Cuando en 1580 y tras la muerte de Enrique I de Portugal se alcanzó la unidad ibérica en la corona de Felipe II, se posibilitó la relación directa entre los territorios ultramarinos, siendo que durante el reinado de Felipe II, Felipe I de Portugal, los dominios de Portugal conocieron una importante expansión, llegando a controlar casi toda la Amazonía.
La expansión se produjo al norte, al nordeste… y hacia el sur, donde toparon con los asentamientos jesuitas del río Paraná, en el centro de Río Grande do Sul y en el Mato Grosso, donde los jesuitas habían fundado misiones en las que se había desarrollado un avanzado sistema de gobierno centrado en el cabildo que llegó a alcanzar competencias militares al servicio de la Corona.
En esa expansión, en 1679, y cuando la Unión Ibérica estaba a punto de ser definitivamente destruida, al otro lado del río de la Plata, frente a Buenos Aires, el gobernador de Río de Janeiro, Manuel de Lobo, fundó la Colonia de Sacramento, en la que a la sombra de Inglaterra, acabó desarrollándose un intenso contrabando y una decidida campaña de captura de esclavos que tenía en los asentamientos guaranís su principal objetivo. Además, en España crecía el temor de que la Colonia fuera convertida por Inglaterra en una base militar.
Inglaterra estaba interesada en adentrarse en el continente, algo que España no podía permitir, por lo que manejó los hilos a través de Portugal, reino que para 1680 ya estaba en su órbita tras haber conseguido romper la unidad ibérica.

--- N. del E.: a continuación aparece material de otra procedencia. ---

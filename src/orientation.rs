use crate::types::{AdvisoryResult, Side};

/// Reorder a result for the side the local player views the board from.
///
/// The service ranks lines for White; a Black viewer gets the rank order
/// reversed. Only the order changes, never the moves themselves.
pub fn normalize(result: AdvisoryResult, local_side: Side) -> AdvisoryResult {
    match local_side {
        Side::White => result,
        Side::Black => result.reversed(),
    }
}
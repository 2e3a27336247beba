//! Error types for the move advisor.
//!
//! The crate uses `thiserror` to give callers a single error enum.
//! Only interactive paths (manual trigger, configuration) surface these
//! to the user; the passive mutation loop logs them and carries on.

use thiserror::Error;

#[derive(Error, Debug)]
pub enum AdvisorError {
    /// The host board element or its game object is not present.
    #[error("Board unavailable")]
    BoardUnavailable,

    /// Transport failure or non-success status from the advisory service.
    #[error("Advisory service unavailable: {0}")]
    ServiceUnavailable(String),

    /// The service answered, but not with the expected payload.
    #[error("Malformed response: {0}")]
    MalformedResponse(String),

    /// Engine settings entered by the user could not be parsed.
    #[error("Invalid settings: {0}")]
    InvalidSettings(String),
}

impl AdvisorError {
    /// Builds a `ServiceUnavailable` from a reqwest failure.
    pub(crate) fn transport(err: reqwest::Error) -> Self {
        AdvisorError::ServiceUnavailable(format!("Request error: {err}"))
    }
}
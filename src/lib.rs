//! Live move advisory for a chess board embedded in a host page.
//!
//!
//! This crate watches a host board for changes, asks a remote
//! move-evaluation service for the best continuations, and draws them
//! back onto the board as fading arrows together with an evaluation
//! strip. It does not evaluate positions itself.
//!
//! The principal type is [`Advisor`], the change-detection loop. It is
//! generic over three seams: the host page's board ([`HostBoard`]), the
//! remote service ([`AdvisoryService`], implemented over HTTP by
//! [`AdvisoryClient`]), and the overlay the results are shown on
//! ([`OverlaySurface`]).
//!
//! The library re‑exports `shakmaty` for the move and square types that
//! appear in results.

mod advisor;
mod board;
mod client;
mod config;
mod error;
mod orientation;
mod render;
mod types;

/// The change-detection loop and its commands.
pub use advisor::{Advisor, Command, Outcome, SkipReason};

/// Host board seam.
pub use board::{BoardAdapter, HostBoard};

/// Remote service seam and its HTTP implementation.
pub use client::{AdvisoryClient, AdvisoryService};

/// Environment-driven configuration.
pub use config::{AdvisorConfig, DEFAULT_SERVICE_URL, KeyBindings};

/// Error type produced by library operations.
pub use error::AdvisorError;

/// Orientation normalizer.
pub use orientation::normalize;

/// Rendering of results and the overlay seam.
pub use render::{
    Arrow, EvalColor, EvalEntry, Notice, NoticeLevel, OverlaySurface, arrow_opacity, arrows,
    evaluation_strip, render,
};

/// Data model shared by all components.
pub use types::{
    AdvisoryResult, AppliedSettings, BoardSnapshot, EngineSettings, Evaluation, RankedMove, Side,
};

/// Re-export of `shakmaty` for convenience when handling moves and squares.
pub use shakmaty;
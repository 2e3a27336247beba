#![allow(dead_code)]

use std::cell::RefCell;
use std::collections::HashMap;
use std::rc::Rc;

use move_advisor::shakmaty::uci::UciMove;
use move_advisor::{
    AdvisorError, AdvisoryResult, AdvisoryService, AppliedSettings, Arrow, EngineSettings,
    EvalEntry, Evaluation, HostBoard, Notice, OverlaySurface, Side,
};
use tokio::sync::Notify;

pub const START: &str = "rnbqkbnr/pppppppp/8/8/8/8/PPPPPPPP/RNBQKBNR w KQkq - 0 1";
pub const AFTER_E4: &str = "rnbqkbnr/pppppppp/8/8/4P3/8/PPPP1PPP/RNBQKBNR b KQkq - 0 1";
pub const AFTER_E4_E5: &str = "rnbqkbnr/pppp1ppp/8/4p3/4P3/8/PPPP1PPP/RNBQKBNR w KQkq - 0 2";

/// Build a result from (move, pawn score) pairs.
pub fn lines(pairs: &[(&str, f64)]) -> AdvisoryResult {
    let moves: Vec<UciMove> = pairs.iter().map(|(m, _)| m.parse().unwrap()).collect();
    let evals = pairs.iter().map(|&(_, e)| Evaluation::Pawns(e)).collect();
    AdvisoryResult::new(moves, evals)
}

// ---------------------------------------------------------------------------
// Host board
// ---------------------------------------------------------------------------

#[derive(Default)]
pub struct BoardState {
    pub mounted: bool,
    pub fen: Option<String>,
    pub turn: Option<Side>,
    pub playing_as: Option<Side>,
    pub markings: Vec<Arrow>,
    pub marking_writes: usize,
    pub subscribers: usize,
}

/// In-memory host board. Clones share state, so a test can keep a handle
/// while the advisor owns another.
#[derive(Clone, Default)]
pub struct FakeBoard {
    state: Rc<RefCell<BoardState>>,
}

pub struct FakeSubscription {
    state: Rc<RefCell<BoardState>>,
}

impl Drop for FakeSubscription {
    fn drop(&mut self) {
        self.state.borrow_mut().subscribers -= 1;
    }
}

impl FakeBoard {
    pub fn mounted() -> Self {
        let board = Self::default();
        board.state.borrow_mut().mounted = true;
        board
    }

    pub fn set_position(&self, fen: &str, turn: Side) {
        let mut state = self.state.borrow_mut();
        state.fen = Some(fen.to_string());
        state.turn = Some(turn);
    }

    pub fn play_as(&self, side: Side) {
        self.state.borrow_mut().playing_as = Some(side);
    }

    pub fn unmount(&self) {
        self.state.borrow_mut().mounted = false;
    }

    pub fn markings(&self) -> Vec<Arrow> {
        self.state.borrow().markings.clone()
    }

    pub fn marking_writes(&self) -> usize {
        self.state.borrow().marking_writes
    }

    pub fn subscribers(&self) -> usize {
        self.state.borrow().subscribers
    }
}

impl HostBoard for FakeBoard {
    type Subscription = FakeSubscription;

    fn observe(&self) -> Option<FakeSubscription> {
        let mut state = self.state.borrow_mut();
        if !state.mounted {
            return None;
        }
        state.subscribers += 1;
        Some(FakeSubscription {
            state: Rc::clone(&self.state),
        })
    }

    fn fen(&self) -> Option<String> {
        let state = self.state.borrow();
        state.fen.clone().filter(|_| state.mounted)
    }

    fn turn(&self) -> Option<Side> {
        let state = self.state.borrow();
        state.turn.filter(|_| state.mounted)
    }

    fn playing_as(&self) -> Option<Side> {
        let state = self.state.borrow();
        state.playing_as.filter(|_| state.mounted)
    }

    fn pgn(&self) -> Option<String> {
        None
    }

    fn replace_markings(&self, arrows: &[Arrow]) {
        let mut state = self.state.borrow_mut();
        state.markings = arrows.to_vec();
        state.marking_writes += 1;
    }
}

// ---------------------------------------------------------------------------
// Advisory service
// ---------------------------------------------------------------------------

#[derive(Clone)]
pub enum Reply {
    Lines(AdvisoryResult),
    Down,
    Malformed,
}

#[derive(Default)]
struct ServiceState {
    replies: RefCell<HashMap<String, Reply>>,
    gates: RefCell<HashMap<String, Rc<Notify>>>,
    calls: RefCell<Vec<String>>,
    configured: RefCell<Vec<EngineSettings>>,
    configure_down: RefCell<bool>,
}

/// Service answering from a per-position script. Unscripted positions get
/// an empty result.
#[derive(Clone, Default)]
pub struct ScriptedService {
    state: Rc<ServiceState>,
}

impl ScriptedService {
    pub fn reply(&self, position: &str, reply: Reply) {
        self.state
            .replies
            .borrow_mut()
            .insert(position.to_string(), reply);
    }

    /// Hold queries for `position` until the returned gate is notified.
    pub fn gate(&self, position: &str) -> Rc<Notify> {
        let gate = Rc::new(Notify::new());
        self.state
            .gates
            .borrow_mut()
            .insert(position.to_string(), Rc::clone(&gate));
        gate
    }

    pub fn calls(&self) -> Vec<String> {
        self.state.calls.borrow().clone()
    }

    pub fn configured(&self) -> Vec<EngineSettings> {
        self.state.configured.borrow().clone()
    }

    pub fn fail_configuration(&self) {
        *self.state.configure_down.borrow_mut() = true;
    }
}

impl AdvisoryService for ScriptedService {
    async fn query(&self, position: &str) -> Result<AdvisoryResult, AdvisorError> {
        self.state.calls.borrow_mut().push(position.to_string());

        let gate = self.state.gates.borrow().get(position).cloned();
        if let Some(gate) = gate {
            gate.notified().await;
        }

        let reply = self.state.replies.borrow().get(position).cloned();
        match reply {
            Some(Reply::Lines(result)) => Ok(result),
            Some(Reply::Down) => Err(AdvisorError::ServiceUnavailable(
                "Request error: connection refused".to_string(),
            )),
            Some(Reply::Malformed) => Err(AdvisorError::MalformedResponse(
                "missing field `bestMoves`".to_string(),
            )),
            None => Ok(AdvisoryResult::default()),
        }
    }

    async fn configure(&self, settings: EngineSettings) -> Result<AppliedSettings, AdvisorError> {
        self.state.configured.borrow_mut().push(settings);
        if *self.state.configure_down.borrow() {
            return Err(AdvisorError::ServiceUnavailable("HTTP 500 Internal Server Error".to_string()));
        }
        Ok(AppliedSettings {
            message: "Configuration updated successfully".to_string(),
            depth: settings.depth.or(Some(8)),
            lines: settings.lines.or(Some(3)),
        })
    }
}

// ---------------------------------------------------------------------------
// Overlay
// ---------------------------------------------------------------------------

#[derive(Default)]
pub struct OverlayState {
    pub strip: Vec<EvalEntry>,
    pub strip_writes: usize,
    pub indicator: Vec<bool>,
    pub notices: Vec<Notice>,
}

#[derive(Clone, Default)]
pub struct RecordingOverlay {
    state: Rc<RefCell<OverlayState>>,
}

impl RecordingOverlay {
    pub fn strip_texts(&self) -> Vec<String> {
        self.state
            .borrow()
            .strip
            .iter()
            .map(|entry| entry.text.clone())
            .collect()
    }

    pub fn strip(&self) -> Vec<EvalEntry> {
        self.state.borrow().strip.clone()
    }

    pub fn strip_writes(&self) -> usize {
        self.state.borrow().strip_writes
    }

    /// Every indicator change, in order.
    pub fn indicator(&self) -> Vec<bool> {
        self.state.borrow().indicator.clone()
    }

    pub fn notices(&self) -> Vec<Notice> {
        self.state.borrow().notices.clone()
    }
}

impl OverlaySurface for RecordingOverlay {
    fn replace_evaluations(&self, entries: &[EvalEntry]) {
        let mut state = self.state.borrow_mut();
        state.strip = entries.to_vec();
        state.strip_writes += 1;
    }

    fn set_active_indicator(&self, active: bool) {
        self.state.borrow_mut().indicator.push(active);
    }

    fn notify(&self, notice: Notice) {
        self.state.borrow_mut().notices.push(notice);
    }
}
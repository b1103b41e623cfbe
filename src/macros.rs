//! Declarative record descriptions

/// Declare a struct and implement [`TypeDescription`] and [`DescribeType`] for it.
///
/// Field annotations follow the field type after `=>`:
///
/// ```ignore
/// describe_record! {
///     #[derive(Debug, Clone)]
///     pub struct Todo {
///         pub task: String => "type=string,name=Action",
///         pub done: bool => "type=bool",
///         pub end: chrono::DateTime<chrono::Utc>,
///     }
/// }
/// ```
///
/// [`TypeDescription`]: crate::TypeDescription
/// [`DescribeType`]: crate::DescribeType
#[macro_export]
macro_rules! describe_record {
    (
        $(#[$meta:meta])*
        $vis:vis struct $name:ident {
            $(
                $(#[$field_meta:meta])*
                $field_vis:vis $field:ident : $ty:ty $(=> $annotation:literal)?
            ),* $(,)?
        }
    ) => {
        $(#[$meta])*
        $vis struct $name {
            $(
                $(#[$field_meta])*
                $field_vis $field: $ty,
            )*
        }

        impl $crate::TypeDescription for $name {
            fn type_name() -> &'static str {
                stringify!($name)
            }

            #[allow(unused_mut)]
            fn describe() -> $crate::RecordDescriptor {
                let mut record = $crate::RecordDescriptor::new(stringify!($name))
                    .with_origin($crate::RecordOrigin::of::<$name>());
                $(
                    let field = $crate::FieldDescriptor::new(
                        stringify!($field),
                        <$ty as $crate::DescribeType>::type_ref(),
                    );
                    $( let field = field.with_annotation($annotation); )?
                    record.push(field);
                )*
                record
            }
        }

        impl $crate::DescribeType for $name {
            fn type_ref() -> $crate::TypeRef {
                $crate::TypeRef::record::<$name>()
            }
        }
    };
}
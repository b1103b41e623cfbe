//! Error types for schema conversion

use std::fmt;

use thiserror::Error;

/// Result type for schema conversion operations
pub type Result<T> = std::result::Result<T, SchemaError>;

/// Why a scalar field could not be given a schema type
#[derive(Debug, Clone, PartialEq, Eq)]
pub enum AnnotationFault {
    /// No `type` annotation and the declared type does not describe itself
    Missing,
    /// The `type` annotation (or native type name) is not in the scalar table
    UnknownHint(String),
    /// The declared shape cannot be represented (list of lists, maps)
    UnsupportedShape(String),
}

impl fmt::Display for AnnotationFault {
    fn fmt(&self, f: &mut fmt::Formatter<'_>) -> fmt::Result {
        match self {
            AnnotationFault::Missing => write!(f, "missing type annotation"),
            AnnotationFault::UnknownHint(hint) => write!(f, "unknown type hint `{}`", hint),
            AnnotationFault::UnsupportedShape(shape) => write!(f, "unsupported shape {}", shape),
        }
    }
}

/// Schema conversion errors
#[derive(Error, Debug)]
pub enum SchemaError {
    #[error("Tag is missing: {key}")]
    TagMissing { key: String },

    #[error("Field {field} does not have a valid type annotation: {fault}")]
    MissingOrInvalidTypeAnnotation { field: String, fault: AnnotationFault },

    #[error("Cyclic record type: {}", path.join(" -> "))]
    CyclicRecord { path: Vec<String> },

    #[error("Recursion limit of {limit} exceeded at {}", path.join(" -> "))]
    RecursionLimit { limit: usize, path: Vec<String> },

    #[error("Record type {name} could not be resolved")]
    UnresolvedRecord { name: String },

    #[error("Invalid name `{name}`: {reason}")]
    InvalidName { name: String, reason: String },

    #[error("Invalid manifest: {0}")]
    Manifest(String),

    #[error("IO error: {0}")]
    Io(#[from] std::io::Error),

    #[error("JSON error: {0}")]
    Json(#[from] serde_json::Error),

    #[error("Pattern error: {0}")]
    Pattern(#[from] regex::Error),
}

impl SchemaError {
    /// The field this error was raised for, if any
    pub fn field(&self) -> Option<&str> {
        match self {
            SchemaError::MissingOrInvalidTypeAnnotation { field, .. } => Some(field),
            _ => None,
        }
    }
}

#[cfg(test)]
mod tests {
    use super::*;

    #[test]
    fn test_annotation_error_names_field() {
        let err = SchemaError::MissingOrInvalidTypeAnnotation {
            field: "FirstName".to_string(),
            fault: AnnotationFault::Missing,
        };
        assert_eq!(err.field(), Some("FirstName"));
        assert_eq!(
            err.to_string(),
            "Field FirstName does not have a valid type annotation: missing type annotation"
        );
    }

    #[test]
    fn test_cycle_path_display() {
        let err = SchemaError::CyclicRecord {
            path: vec!["Node".to_string(), "Edge".to_string(), "Node".to_string()],
        };
        assert_eq!(err.to_string(), "Cyclic record type: Node -> Edge -> Node");
        assert_eq!(err.field(), None);
    }
}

Para esta fecha los asentamientos, que estaban especialmente conformados por las doctrinas jesuitas existentes entre los ríos Ibicuy e Ijuí llegaron hasta el río Negro al sur, comenzaron a ser hostigados desde la Colonia de Sacramento, por lo que, como método de autodefensa, los guaraníes recibieron armas y formación militar facilitada por el ejército español, alcanzando capacidad defensiva autónoma, que si comprendía los métodos de combate de los tercios, se completaba con un sistema de comunicación y vigilancia efectivo.
En el curso de los enfrentamientos, unidades militares guaranís del ejército español tomaron Colonia de Sacramento e hicieron prisionero al gobernador. Pero el tratado de paz de 1681 forzó la devolución de la misma sin contrapartida para España.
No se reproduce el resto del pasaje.